Congressional investigations and hearings about the problem of health care fraud and abuse began in the early l970s. In l975, New York Governor Hugh L. Carey, with the support of Attorney General Louis J. Lefkowitz, appointed Charles J. Hynes as Special State Prosecutor for Nursing Homes, Health and Social Services, in response to a massive scandal in the state’s nursing home industry. This office was the first full scale comprehensive effort in the country to tackle Medicaid fraud. It was Special Prosecutor Hynes who suggested an outline for a proposal to establish state fraud control units, when he testified before Congress in 1976. Congressional Testimony

In 1977, Congress responded by enacting the Medicare-Medicaid Anti-Fraud and Abuse Amendments of l977, P.L. 95-142. The objective of these amendments was to ”strengthen the capability of the government to detect, prosecute, and punish fraudulent activities under the Medicare and Medicaid programs…” On October 27,1977, President Jimmy Carter signed the legislation which provided each state with the opportunity and resources to establish a Medicaid Fraud Control Unit to investigate and prosecute provider fraud and resident abuse. Section 17 provided 90 percent federal funding to the states for three years to establish and operate a Medicaid Fraud Control Unit. In l978, 17 Units were federally certified.

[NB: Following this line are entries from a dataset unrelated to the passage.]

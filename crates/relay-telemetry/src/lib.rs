//! Prometheus metrics and structured logging for the signal relay.
//!
//! - Structured logging with tracing (pretty for development, JSON in production)
//! - Prometheus counters for the trade pipeline stages

pub mod error;
pub mod logging;
pub mod metrics;

pub use error::{TelemetryError, TelemetryResult};
pub use logging::{default_filter, init_logging};
pub use metrics::Metrics;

Congressional support of the MFCU program continued when in l980, the Omnibus Reconciliation Act, P.L. 96-499 provided permanent federal funding for the Units beyond the initial three year period. New Units would continue to be funded at rate of 90 percent for the first three years of a Unit’s existence and after that period, a Unit would receive permanent federal funding at a rate of 75 percent.

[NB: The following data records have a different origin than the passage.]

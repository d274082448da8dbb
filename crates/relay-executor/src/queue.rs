//! Trade execution queue.
//!
//! Producers append instructions with `enqueue`; a single consumer task drains
//! them in FIFO order and runs each through the `InstructionHandler`.
//!
//! # Lifecycle
//!
//! `Idle -> Started -> Stopped`
//! - `start` spawns the consumer; calling it again is a no-op
//! - `stop` cancels the consumer and waits for it and every in-flight handler
//! - `Stopped` is terminal
//!
//! # Backpressure
//!
//! The queue is unbounded. The consumer takes a permit from a semaphore of
//! `max_concurrent` permits before dequeuing, so with the default of one
//! permit the next instruction is not touched until the previous handler
//! has finished.

use std::sync::atomic::{AtomicU64, Ordering};
use std::sync::Arc;

use parking_lot::Mutex;
use relay_broker::DynBroker;
use relay_core::TradingInstruction;
use relay_telemetry::Metrics;
use tokio::sync::{mpsc, Notify, Semaphore};
use tokio::task::{JoinError, JoinHandle, JoinSet};
use tokio_util::sync::CancellationToken;
use tracing::{debug, error, info, warn};

use crate::config::ExecutionConfig;
use crate::error::{ExecutorError, ExecutorResult};
use crate::handler::InstructionHandler;

/// Counters since the queue was created.
#[derive(Debug, Clone, Copy, Default, PartialEq, Eq)]
pub struct QueueStats {
    pub enqueued: u64,
    pub succeeded: u64,
    pub failed: u64,
}

impl QueueStats {
    /// Instructions whose handler has finished, either way.
    pub fn completed(&self) -> u64 {
        self.succeeded + self.failed
    }
}

#[derive(Debug, Default)]
struct Counters {
    enqueued: AtomicU64,
    succeeded: AtomicU64,
    failed: AtomicU64,
    finished: Notify,
}

impl Counters {
    fn record(&self, ok: bool) {
        if ok {
            self.succeeded.fetch_add(1, Ordering::Relaxed);
        } else {
            self.failed.fetch_add(1, Ordering::Relaxed);
        }
        self.finished.notify_waiters();
    }

    /// Count instructions that were never dequeued as failed.
    fn discard(&self, dropped: u64) {
        if dropped == 0 {
            return;
        }
        self.failed.fetch_add(dropped, Ordering::Relaxed);
        self.finished.notify_waiters();
        warn!(dropped, "Trade queue stopped with unprocessed instructions");
    }

    fn snapshot(&self) -> QueueStats {
        QueueStats {
            enqueued: self.enqueued.load(Ordering::Relaxed),
            succeeded: self.succeeded.load(Ordering::Relaxed),
            failed: self.failed.load(Ordering::Relaxed),
        }
    }
}

enum Lifecycle {
    Idle(mpsc::UnboundedReceiver<TradingInstruction>),
    Started(JoinHandle<()>),
    Stopped,
}

impl Lifecycle {
    fn name(&self) -> &'static str {
        match self {
            Self::Idle(_) => "idle",
            Self::Started(_) => "started",
            Self::Stopped => "stopped",
        }
    }
}

/// Single-consumer FIFO of trading instructions.
pub struct TradeQueue {
    tx: mpsc::UnboundedSender<TradingInstruction>,
    state: Mutex<Lifecycle>,
    handler: Arc<InstructionHandler>,
    permits: Arc<Semaphore>,
    counters: Arc<Counters>,
    shutdown: CancellationToken,
}

impl TradeQueue {
    pub fn new(broker: DynBroker, config: ExecutionConfig) -> Self {
        let (tx, rx) = mpsc::unbounded_channel();
        let permits = Arc::new(Semaphore::new(config.permits()));

        Self {
            tx,
            state: Mutex::new(Lifecycle::Idle(rx)),
            handler: Arc::new(InstructionHandler::new(broker, config)),
            permits,
            counters: Arc::new(Counters::default()),
            shutdown: CancellationToken::new(),
        }
    }

    /// Use `token` as the stop signal. Share it with the broker client so
    /// in-flight retries end with the queue.
    #[must_use]
    pub fn with_shutdown(mut self, token: CancellationToken) -> Self {
        self.shutdown = token;
        self
    }

    /// Append an instruction. Never blocks.
    ///
    /// Instructions enqueued before `start` are buffered.
    ///
    /// # Errors
    /// `QueueClosed` once `stop` has been called.
    pub fn enqueue(&self, instruction: TradingInstruction) -> ExecutorResult<()> {
        if matches!(*self.state.lock(), Lifecycle::Stopped) {
            return Err(ExecutorError::QueueClosed);
        }

        info!(
            symbol = %instruction.symbol,
            direction = %instruction.direction,
            entry = %instruction.entry,
            stop = %instruction.stop,
            take = %instruction.take,
            leverage = ?instruction.leverage,
            "Instruction enqueued"
        );

        // Count first: a handler may finish before `send` returns.
        self.counters.enqueued.fetch_add(1, Ordering::Relaxed);
        if self.tx.send(instruction).is_err() {
            self.counters.enqueued.fetch_sub(1, Ordering::Relaxed);
            return Err(ExecutorError::QueueClosed);
        }
        Metrics::instruction_enqueued();
        Ok(())
    }

    /// Spawn the consumer task. Must be called within a tokio runtime.
    pub fn start(&self) {
        let mut state = self.state.lock();
        let rx = match std::mem::replace(&mut *state, Lifecycle::Stopped) {
            Lifecycle::Idle(rx) => rx,
            other => {
                debug!(state = other.name(), "Trade queue start ignored");
                *state = other;
                return;
            }
        };

        let worker = Worker {
            rx,
            handler: Arc::clone(&self.handler),
            permits: Arc::clone(&self.permits),
            counters: Arc::clone(&self.counters),
            shutdown: self.shutdown.clone(),
        };
        *state = Lifecycle::Started(tokio::spawn(worker.run()));

        info!(
            max_concurrent = self.handler.config().permits(),
            "Trade queue started"
        );
    }

    /// Cancel the consumer and wait until it and all in-flight handlers end.
    pub async fn stop(&self) {
        let previous = std::mem::replace(&mut *self.state.lock(), Lifecycle::Stopped);
        self.shutdown.cancel();

        match previous {
            Lifecycle::Started(worker) => {
                if let Err(e) = worker.await {
                    error!(error = %e, "Trade queue consumer ended abnormally");
                }
                let stats = self.stats();
                info!(
                    enqueued = stats.enqueued,
                    succeeded = stats.succeeded,
                    failed = stats.failed,
                    "Trade queue stopped"
                );
            }
            Lifecycle::Idle(mut rx) => {
                self.counters.discard(drain_unprocessed(&mut rx));
                info!("Trade queue stopped before start");
            }
            Lifecycle::Stopped => debug!("Trade queue already stopped"),
        }
    }

    pub fn is_running(&self) -> bool {
        matches!(*self.state.lock(), Lifecycle::Started(_))
    }

    pub fn stats(&self) -> QueueStats {
        self.counters.snapshot()
    }

    /// Wait until every enqueued instruction has been handled.
    ///
    /// Instructions still buffered when the queue stops count as failed, so
    /// this also returns after `stop`.
    pub async fn wait_idle(&self) {
        loop {
            let finished = self.counters.finished.notified();
            let stats = self.stats();
            if stats.completed() >= stats.enqueued {
                return;
            }
            finished.await;
        }
    }
}

impl std::fmt::Debug for TradeQueue {
    fn fmt(&self, f: &mut std::fmt::Formatter<'_>) -> std::fmt::Result {
        f.debug_struct("TradeQueue")
            .field("state", &self.state.lock().name())
            .field("stats", &self.stats())
            .finish_non_exhaustive()
    }
}

struct Worker {
    rx: mpsc::UnboundedReceiver<TradingInstruction>,
    handler: Arc<InstructionHandler>,
    permits: Arc<Semaphore>,
    counters: Arc<Counters>,
    shutdown: CancellationToken,
}

impl Worker {
    async fn run(mut self) {
        let mut handlers = JoinSet::new();

        loop {
            let permit = tokio::select! {
                biased;
                _ = self.shutdown.cancelled() => break,
                Some(joined) = handlers.join_next(), if !handlers.is_empty() => {
                    self.on_handler_exit(joined);
                    continue;
                }
                permit = Arc::clone(&self.permits).acquire_owned() => match permit {
                    Ok(permit) => permit,
                    Err(_) => break,
                },
            };

            let instruction = tokio::select! {
                biased;
                _ = self.shutdown.cancelled() => break,
                Some(joined) = handlers.join_next(), if !handlers.is_empty() => {
                    self.on_handler_exit(joined);
                    continue;
                }
                next = self.rx.recv() => match next {
                    Some(instruction) => instruction,
                    None => break,
                },
            };

            let handler = Arc::clone(&self.handler);
            let counters = Arc::clone(&self.counters);
            handlers.spawn(async move {
                // Held until the handler ends, including on panic.
                let _permit = permit;
                handle_one(&handler, &counters, instruction).await;
            });
        }

        self.counters.discard(drain_unprocessed(&mut self.rx));

        while let Some(joined) = handlers.join_next().await {
            self.on_handler_exit(joined);
        }
    }

    fn on_handler_exit(&self, joined: Result<(), JoinError>) {
        if let Err(e) = joined {
            self.counters.record(false);
            error!(error = %e, "Instruction handler did not complete");
        }
    }
}

fn drain_unprocessed(rx: &mut mpsc::UnboundedReceiver<TradingInstruction>) -> u64 {
    rx.close();
    let mut dropped = 0;
    while rx.try_recv().is_ok() {
        dropped += 1;
    }
    dropped
}

async fn handle_one(handler: &InstructionHandler, counters: &Counters, instruction: TradingInstruction) {
    let symbol = instruction.symbol.clone();
    let side = instruction.direction.order_side();

    match handler.execute(&instruction).await {
        Ok(ack) => {
            counters.record(true);
            Metrics::order_accepted(&symbol, side.as_str());
            info!(
                symbol = %symbol,
                %side,
                order_id = %ack.order_id,
                "Order accepted"
            );
        }
        Err(e) => {
            counters.record(false);
            Metrics::instruction_failed(&symbol);
            error!(symbol = %symbol, error = %e, "Instruction failed");
        }
    }
}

This funding formula allows the federal government to ensure that each Unit’s activities are devoted exclusively to investigating and prosecuting provider fraud, resident abuse and fraud in the administration of the Medicaid program. Federal financial participation for any one quarter may not exceed the higher of $125,000 or ¼ of one percent of the sums expended by the federal, state and local governments during the previous quarter in carrying out the state Medicaid program.

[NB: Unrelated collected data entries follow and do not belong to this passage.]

//! Normalized trading instructions.

use crate::decimal::Price;
use crate::order::OrderSide;
use serde::{Deserialize, Serialize};
use std::fmt;

/// Position direction requested by a signal.
#[derive(Debug, Clone, Copy, PartialEq, Eq, Hash, Serialize, Deserialize)]
#[serde(rename_all = "lowercase")]
pub enum Direction {
    Long,
    Short,
}

impl Direction {
    /// Exchange side that opens a position in this direction.
    pub fn order_side(&self) -> OrderSide {
        match self {
            Self::Long => OrderSide::Buy,
            Self::Short => OrderSide::Sell,
        }
    }
}

impl fmt::Display for Direction {
    fn fmt(&self, f: &mut fmt::Formatter<'_>) -> fmt::Result {
        match self {
            Self::Long => write!(f, "LONG"),
            Self::Short => write!(f, "SHORT"),
        }
    }
}

/// A trading instruction extracted from a signal message.
///
/// Produced once by the upstream parser and consumed once by the trade queue.
#[derive(Debug, Clone, PartialEq, Eq, Serialize, Deserialize)]
pub struct TradingInstruction {
    /// Exchange ticker, e.g. `SOLUSDT`.
    pub symbol: String,
    pub direction: Direction,
    pub entry: Price,
    pub stop: Price,
    pub take: Price,
    /// Overrides the configured default leverage when present.
    #[serde(default)]
    pub leverage: Option<u32>,
}

impl TradingInstruction {
    pub fn new(
        symbol: impl Into<String>,
        direction: Direction,
        entry: Price,
        stop: Price,
        take: Price,
    ) -> Self {
        Self {
            symbol: symbol.into(),
            direction,
            entry,
            stop,
            take,
            leverage: None,
        }
    }

    #[must_use]
    pub fn with_leverage(mut self, leverage: u32) -> Self {
        self.leverage = Some(leverage);
        self
    }

    /// Leverage override, treating `0` as not set.
    pub fn leverage_override(&self) -> Option<u32> {
        self.leverage.filter(|lev| *lev > 0)
    }
}

impl fmt::Display for TradingInstruction {
    fn fmt(&self, f: &mut fmt::Formatter<'_>) -> fmt::Result {
        writeln!(f, "{}", self.symbol)?;
        writeln!(f, "{}", self.direction)?;
        writeln!(f, "entry={}", self.entry)?;
        writeln!(f, "stop={}", self.stop)?;
        writeln!(f, "take={}", self.take)?;
        match self.leverage_override() {
            Some(lev) => write!(f, "lev=x{lev}"),
            None => write!(f, "lev=\u{2014}"),
        }
    }
}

The MFCU program was voluntary until l995. Federal law now requires each state to have a MFCU unless the state can demonstrate to the satisfaction of the HHS Secretary that it has a minimum amount of Medicaid fraud and Medicaid beneficiaries will be protected from abuse and neglect. North Dakota has been granted a waiver and does not have a MFCU. The territories, while they receive Medicaid funds, do not have MFCUs.